### Task objective
If a line in the data holds the string "randomly", list it.

Stored data entries:
━━━━
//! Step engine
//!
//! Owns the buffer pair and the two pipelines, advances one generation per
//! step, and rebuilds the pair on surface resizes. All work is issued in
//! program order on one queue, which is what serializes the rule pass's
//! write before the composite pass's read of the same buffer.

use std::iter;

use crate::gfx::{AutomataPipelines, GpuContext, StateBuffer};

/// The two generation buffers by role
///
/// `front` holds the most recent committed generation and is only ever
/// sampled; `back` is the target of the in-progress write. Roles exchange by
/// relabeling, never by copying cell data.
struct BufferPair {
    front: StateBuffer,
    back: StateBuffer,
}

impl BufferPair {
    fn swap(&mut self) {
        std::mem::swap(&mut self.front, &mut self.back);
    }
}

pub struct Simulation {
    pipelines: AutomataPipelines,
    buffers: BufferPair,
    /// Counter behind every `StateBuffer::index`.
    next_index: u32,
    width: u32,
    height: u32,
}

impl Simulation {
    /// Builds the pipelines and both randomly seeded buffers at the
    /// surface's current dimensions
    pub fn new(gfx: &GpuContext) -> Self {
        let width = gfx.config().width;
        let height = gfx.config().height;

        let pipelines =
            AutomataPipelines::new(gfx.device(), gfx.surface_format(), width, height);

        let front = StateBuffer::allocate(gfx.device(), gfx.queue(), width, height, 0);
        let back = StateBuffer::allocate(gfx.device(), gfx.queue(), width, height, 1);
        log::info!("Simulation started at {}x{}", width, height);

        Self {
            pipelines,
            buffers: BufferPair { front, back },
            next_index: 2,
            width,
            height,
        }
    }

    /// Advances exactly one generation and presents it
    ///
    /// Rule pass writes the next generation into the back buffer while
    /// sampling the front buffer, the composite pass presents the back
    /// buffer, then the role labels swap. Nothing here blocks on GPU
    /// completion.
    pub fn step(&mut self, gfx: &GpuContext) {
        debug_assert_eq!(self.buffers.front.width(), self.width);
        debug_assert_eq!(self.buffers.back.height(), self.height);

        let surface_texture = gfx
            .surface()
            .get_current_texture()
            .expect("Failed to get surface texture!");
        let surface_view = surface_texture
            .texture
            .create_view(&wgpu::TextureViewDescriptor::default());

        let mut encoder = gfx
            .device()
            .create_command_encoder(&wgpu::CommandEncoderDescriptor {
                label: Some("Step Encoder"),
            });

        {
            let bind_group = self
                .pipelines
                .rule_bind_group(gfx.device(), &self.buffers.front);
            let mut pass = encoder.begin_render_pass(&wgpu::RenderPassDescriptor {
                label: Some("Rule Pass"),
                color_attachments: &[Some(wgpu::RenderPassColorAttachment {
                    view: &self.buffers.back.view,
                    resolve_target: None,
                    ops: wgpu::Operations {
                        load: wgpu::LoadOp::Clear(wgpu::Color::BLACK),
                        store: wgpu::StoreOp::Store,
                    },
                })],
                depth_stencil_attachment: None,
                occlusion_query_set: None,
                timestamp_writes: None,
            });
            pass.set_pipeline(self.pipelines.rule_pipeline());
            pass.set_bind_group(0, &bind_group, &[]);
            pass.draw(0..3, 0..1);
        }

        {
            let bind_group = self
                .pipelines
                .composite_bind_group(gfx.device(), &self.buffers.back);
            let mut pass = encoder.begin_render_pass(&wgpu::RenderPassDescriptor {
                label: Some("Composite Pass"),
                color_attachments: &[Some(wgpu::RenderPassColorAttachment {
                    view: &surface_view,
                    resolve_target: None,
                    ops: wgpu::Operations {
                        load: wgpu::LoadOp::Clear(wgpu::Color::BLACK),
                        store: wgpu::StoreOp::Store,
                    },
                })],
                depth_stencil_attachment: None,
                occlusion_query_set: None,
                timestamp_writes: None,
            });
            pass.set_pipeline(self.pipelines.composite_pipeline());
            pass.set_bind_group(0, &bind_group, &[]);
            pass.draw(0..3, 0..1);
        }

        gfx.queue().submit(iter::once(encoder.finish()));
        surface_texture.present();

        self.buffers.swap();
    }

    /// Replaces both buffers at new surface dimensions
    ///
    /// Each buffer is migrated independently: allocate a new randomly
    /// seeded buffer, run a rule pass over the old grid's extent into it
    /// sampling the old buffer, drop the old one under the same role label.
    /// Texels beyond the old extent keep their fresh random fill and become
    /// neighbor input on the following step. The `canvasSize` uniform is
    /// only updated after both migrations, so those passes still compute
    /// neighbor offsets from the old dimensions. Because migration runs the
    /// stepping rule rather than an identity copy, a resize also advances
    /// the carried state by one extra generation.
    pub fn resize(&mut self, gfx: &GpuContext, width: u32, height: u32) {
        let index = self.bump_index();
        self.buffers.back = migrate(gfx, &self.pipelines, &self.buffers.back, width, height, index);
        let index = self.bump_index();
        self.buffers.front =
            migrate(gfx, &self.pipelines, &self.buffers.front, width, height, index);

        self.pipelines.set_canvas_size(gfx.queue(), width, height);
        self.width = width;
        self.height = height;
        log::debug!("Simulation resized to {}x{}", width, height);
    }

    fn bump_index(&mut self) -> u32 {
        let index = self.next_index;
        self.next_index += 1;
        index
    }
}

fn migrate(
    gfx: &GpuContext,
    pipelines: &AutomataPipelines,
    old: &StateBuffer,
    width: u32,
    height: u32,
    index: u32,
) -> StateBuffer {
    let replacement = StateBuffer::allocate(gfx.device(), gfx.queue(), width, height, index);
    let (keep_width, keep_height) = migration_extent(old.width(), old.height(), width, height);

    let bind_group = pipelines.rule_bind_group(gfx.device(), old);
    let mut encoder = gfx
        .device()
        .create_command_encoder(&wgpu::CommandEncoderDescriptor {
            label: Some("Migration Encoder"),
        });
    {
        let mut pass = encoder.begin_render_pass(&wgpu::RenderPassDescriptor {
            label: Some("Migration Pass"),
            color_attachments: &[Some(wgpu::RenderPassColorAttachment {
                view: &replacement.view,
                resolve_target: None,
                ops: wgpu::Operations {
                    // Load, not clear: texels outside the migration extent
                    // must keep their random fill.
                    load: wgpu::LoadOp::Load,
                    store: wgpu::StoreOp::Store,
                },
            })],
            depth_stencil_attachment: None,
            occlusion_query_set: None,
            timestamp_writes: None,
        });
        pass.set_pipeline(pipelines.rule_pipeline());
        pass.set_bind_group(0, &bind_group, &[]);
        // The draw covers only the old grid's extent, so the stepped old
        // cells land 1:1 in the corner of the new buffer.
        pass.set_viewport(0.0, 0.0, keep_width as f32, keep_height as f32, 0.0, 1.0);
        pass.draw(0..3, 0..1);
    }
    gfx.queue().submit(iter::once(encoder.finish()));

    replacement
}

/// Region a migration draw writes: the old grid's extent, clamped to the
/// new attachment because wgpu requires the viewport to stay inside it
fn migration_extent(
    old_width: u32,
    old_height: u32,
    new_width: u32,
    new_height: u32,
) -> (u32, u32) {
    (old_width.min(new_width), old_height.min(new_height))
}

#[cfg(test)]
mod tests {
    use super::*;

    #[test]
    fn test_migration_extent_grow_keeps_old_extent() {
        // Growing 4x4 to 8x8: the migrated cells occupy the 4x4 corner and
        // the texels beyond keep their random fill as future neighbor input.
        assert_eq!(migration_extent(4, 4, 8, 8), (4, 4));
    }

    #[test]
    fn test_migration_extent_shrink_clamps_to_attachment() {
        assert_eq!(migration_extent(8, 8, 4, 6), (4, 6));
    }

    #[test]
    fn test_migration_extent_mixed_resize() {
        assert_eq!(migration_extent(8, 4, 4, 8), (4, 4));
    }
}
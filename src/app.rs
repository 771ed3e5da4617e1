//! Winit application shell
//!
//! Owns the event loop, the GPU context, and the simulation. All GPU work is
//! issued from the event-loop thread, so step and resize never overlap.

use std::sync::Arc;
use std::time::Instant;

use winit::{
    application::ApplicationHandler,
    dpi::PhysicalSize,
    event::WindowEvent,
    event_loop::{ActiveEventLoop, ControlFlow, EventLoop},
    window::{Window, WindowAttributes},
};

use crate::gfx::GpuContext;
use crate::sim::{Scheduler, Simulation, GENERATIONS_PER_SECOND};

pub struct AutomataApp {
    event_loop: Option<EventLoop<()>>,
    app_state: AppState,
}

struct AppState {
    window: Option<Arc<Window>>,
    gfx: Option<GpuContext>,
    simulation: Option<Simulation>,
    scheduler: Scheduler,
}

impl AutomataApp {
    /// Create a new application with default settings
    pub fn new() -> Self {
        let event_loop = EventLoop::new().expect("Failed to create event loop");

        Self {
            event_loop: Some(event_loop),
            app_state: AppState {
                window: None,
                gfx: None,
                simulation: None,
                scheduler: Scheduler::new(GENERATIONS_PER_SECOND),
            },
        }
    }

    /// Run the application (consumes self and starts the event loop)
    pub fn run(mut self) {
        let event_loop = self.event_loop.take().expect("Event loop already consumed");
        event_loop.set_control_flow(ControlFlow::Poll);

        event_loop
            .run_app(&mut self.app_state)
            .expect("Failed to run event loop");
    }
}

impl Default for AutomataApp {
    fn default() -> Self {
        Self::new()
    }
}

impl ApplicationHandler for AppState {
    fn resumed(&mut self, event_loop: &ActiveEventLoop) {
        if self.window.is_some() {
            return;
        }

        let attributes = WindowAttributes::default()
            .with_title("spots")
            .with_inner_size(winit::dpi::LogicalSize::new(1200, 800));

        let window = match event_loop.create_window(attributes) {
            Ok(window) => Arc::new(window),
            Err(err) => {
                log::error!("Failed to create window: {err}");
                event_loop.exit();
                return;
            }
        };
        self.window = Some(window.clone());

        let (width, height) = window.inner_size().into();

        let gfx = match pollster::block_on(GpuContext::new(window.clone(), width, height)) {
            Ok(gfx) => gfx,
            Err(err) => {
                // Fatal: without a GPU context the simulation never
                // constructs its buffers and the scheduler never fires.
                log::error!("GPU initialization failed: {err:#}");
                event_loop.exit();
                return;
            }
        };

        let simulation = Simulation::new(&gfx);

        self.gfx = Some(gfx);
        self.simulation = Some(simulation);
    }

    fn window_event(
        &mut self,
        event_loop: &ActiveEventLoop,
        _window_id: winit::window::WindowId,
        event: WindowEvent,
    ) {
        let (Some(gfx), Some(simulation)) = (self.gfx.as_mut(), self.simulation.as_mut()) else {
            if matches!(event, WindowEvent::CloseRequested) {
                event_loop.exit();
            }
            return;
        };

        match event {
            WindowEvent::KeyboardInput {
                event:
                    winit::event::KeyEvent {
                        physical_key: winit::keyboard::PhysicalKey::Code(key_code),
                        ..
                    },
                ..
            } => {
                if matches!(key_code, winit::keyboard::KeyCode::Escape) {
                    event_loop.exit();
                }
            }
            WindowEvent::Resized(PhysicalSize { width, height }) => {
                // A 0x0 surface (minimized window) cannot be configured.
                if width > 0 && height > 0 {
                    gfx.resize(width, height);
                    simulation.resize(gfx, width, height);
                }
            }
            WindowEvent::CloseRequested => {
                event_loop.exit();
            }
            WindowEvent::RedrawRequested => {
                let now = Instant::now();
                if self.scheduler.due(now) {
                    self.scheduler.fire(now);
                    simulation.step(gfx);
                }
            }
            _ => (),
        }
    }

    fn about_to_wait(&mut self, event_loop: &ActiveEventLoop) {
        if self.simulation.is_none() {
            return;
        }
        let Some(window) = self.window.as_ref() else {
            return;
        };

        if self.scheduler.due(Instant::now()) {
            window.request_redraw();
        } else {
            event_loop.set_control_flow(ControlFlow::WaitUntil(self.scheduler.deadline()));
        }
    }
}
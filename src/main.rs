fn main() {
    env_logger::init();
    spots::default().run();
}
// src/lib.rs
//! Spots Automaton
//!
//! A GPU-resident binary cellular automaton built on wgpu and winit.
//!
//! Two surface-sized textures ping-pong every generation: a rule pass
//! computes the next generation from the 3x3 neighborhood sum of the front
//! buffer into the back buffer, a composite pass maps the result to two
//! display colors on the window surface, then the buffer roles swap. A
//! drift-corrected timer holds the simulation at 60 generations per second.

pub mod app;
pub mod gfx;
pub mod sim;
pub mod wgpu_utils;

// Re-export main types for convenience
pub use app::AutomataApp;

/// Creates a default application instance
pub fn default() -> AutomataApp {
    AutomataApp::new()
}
━━━━
### Written reply
    /// Builds the pipelines and both randomly seeded buffers at the
    /// Each buffer is migrated independently: allocate a new randomly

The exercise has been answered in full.